Material to process Block Start
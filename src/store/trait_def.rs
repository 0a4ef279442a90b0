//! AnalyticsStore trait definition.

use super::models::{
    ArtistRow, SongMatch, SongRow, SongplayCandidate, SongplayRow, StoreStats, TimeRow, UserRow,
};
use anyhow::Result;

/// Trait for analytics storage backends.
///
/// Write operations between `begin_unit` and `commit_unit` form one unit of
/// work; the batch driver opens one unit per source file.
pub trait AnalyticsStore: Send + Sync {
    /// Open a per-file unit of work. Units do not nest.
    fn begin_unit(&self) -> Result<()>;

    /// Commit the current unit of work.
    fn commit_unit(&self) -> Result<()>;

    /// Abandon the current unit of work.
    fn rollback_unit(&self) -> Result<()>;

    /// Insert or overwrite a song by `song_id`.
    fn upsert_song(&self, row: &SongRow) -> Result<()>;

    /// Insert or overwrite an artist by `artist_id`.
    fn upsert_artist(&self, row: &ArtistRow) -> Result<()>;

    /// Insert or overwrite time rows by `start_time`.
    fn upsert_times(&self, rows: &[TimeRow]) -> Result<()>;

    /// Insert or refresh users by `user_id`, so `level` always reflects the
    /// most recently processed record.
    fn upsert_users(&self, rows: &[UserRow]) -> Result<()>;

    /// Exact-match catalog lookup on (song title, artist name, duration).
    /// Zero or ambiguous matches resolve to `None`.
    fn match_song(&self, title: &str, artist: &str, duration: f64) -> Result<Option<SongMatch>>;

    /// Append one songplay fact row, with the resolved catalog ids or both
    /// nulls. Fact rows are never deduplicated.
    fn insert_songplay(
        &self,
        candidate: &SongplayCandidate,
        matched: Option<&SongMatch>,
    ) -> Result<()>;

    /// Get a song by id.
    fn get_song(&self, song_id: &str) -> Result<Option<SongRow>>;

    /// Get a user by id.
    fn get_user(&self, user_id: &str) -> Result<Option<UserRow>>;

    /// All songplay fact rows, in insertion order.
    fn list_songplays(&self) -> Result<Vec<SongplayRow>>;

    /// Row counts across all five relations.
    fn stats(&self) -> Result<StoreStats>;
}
Material to process Block End
Material to process Block Start
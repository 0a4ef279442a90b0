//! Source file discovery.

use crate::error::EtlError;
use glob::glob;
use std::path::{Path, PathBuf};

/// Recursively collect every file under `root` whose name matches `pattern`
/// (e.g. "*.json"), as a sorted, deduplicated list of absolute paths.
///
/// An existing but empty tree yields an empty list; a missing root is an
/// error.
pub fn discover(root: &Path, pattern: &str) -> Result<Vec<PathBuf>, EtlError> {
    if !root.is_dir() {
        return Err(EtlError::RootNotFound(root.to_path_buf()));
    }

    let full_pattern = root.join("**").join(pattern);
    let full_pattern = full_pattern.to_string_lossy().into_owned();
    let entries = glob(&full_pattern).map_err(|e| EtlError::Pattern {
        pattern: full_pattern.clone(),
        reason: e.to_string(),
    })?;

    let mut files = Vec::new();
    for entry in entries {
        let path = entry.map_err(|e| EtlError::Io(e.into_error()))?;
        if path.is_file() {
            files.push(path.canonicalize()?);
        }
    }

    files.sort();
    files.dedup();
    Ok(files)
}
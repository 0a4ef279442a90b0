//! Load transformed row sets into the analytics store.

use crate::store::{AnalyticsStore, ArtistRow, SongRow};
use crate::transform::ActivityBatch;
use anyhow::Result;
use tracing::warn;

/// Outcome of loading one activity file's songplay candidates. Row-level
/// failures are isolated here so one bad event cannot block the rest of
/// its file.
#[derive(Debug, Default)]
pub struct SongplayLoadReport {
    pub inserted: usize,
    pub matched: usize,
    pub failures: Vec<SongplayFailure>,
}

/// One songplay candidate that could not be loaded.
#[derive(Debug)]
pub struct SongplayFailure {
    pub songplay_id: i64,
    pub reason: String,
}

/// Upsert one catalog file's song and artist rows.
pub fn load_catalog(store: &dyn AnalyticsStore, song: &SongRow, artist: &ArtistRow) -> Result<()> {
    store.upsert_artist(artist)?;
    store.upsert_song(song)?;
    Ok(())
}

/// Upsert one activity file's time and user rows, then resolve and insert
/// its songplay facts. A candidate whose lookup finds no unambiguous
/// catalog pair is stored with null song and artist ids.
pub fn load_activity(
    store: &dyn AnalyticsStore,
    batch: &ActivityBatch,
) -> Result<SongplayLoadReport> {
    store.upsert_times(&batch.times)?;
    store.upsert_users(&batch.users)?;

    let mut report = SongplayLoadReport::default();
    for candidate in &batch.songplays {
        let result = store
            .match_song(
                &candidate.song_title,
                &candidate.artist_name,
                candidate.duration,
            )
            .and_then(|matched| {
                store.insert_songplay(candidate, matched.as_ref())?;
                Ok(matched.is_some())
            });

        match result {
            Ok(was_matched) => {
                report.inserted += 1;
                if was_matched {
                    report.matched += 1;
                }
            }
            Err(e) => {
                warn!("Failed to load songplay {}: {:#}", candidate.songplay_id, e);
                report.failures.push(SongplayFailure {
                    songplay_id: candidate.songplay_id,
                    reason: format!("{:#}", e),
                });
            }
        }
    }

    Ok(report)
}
Material to process Block End
Assignment
Word for word, restate the lines of the listing above starting at the line with "Abandon the current unit of work." and ending at the line with "fn upsert_times(&self, rows: &[TimeRow])", and nothing outside them.

Solution below
    /// Abandon the current unit of work.
    fn rollback_unit(&self) -> Result<()>;

    /// Insert or overwrite a song by `song_id`.
    fn upsert_song(&self, row: &SongRow) -> Result<()>;

    /// Insert or overwrite an artist by `artist_id`.
    fn upsert_artist(&self, row: &ArtistRow) -> Result<()>;

    /// Insert or overwrite time rows by `start_time`.
    fn upsert_times(&self, rows: &[TimeRow]) -> Result<()>;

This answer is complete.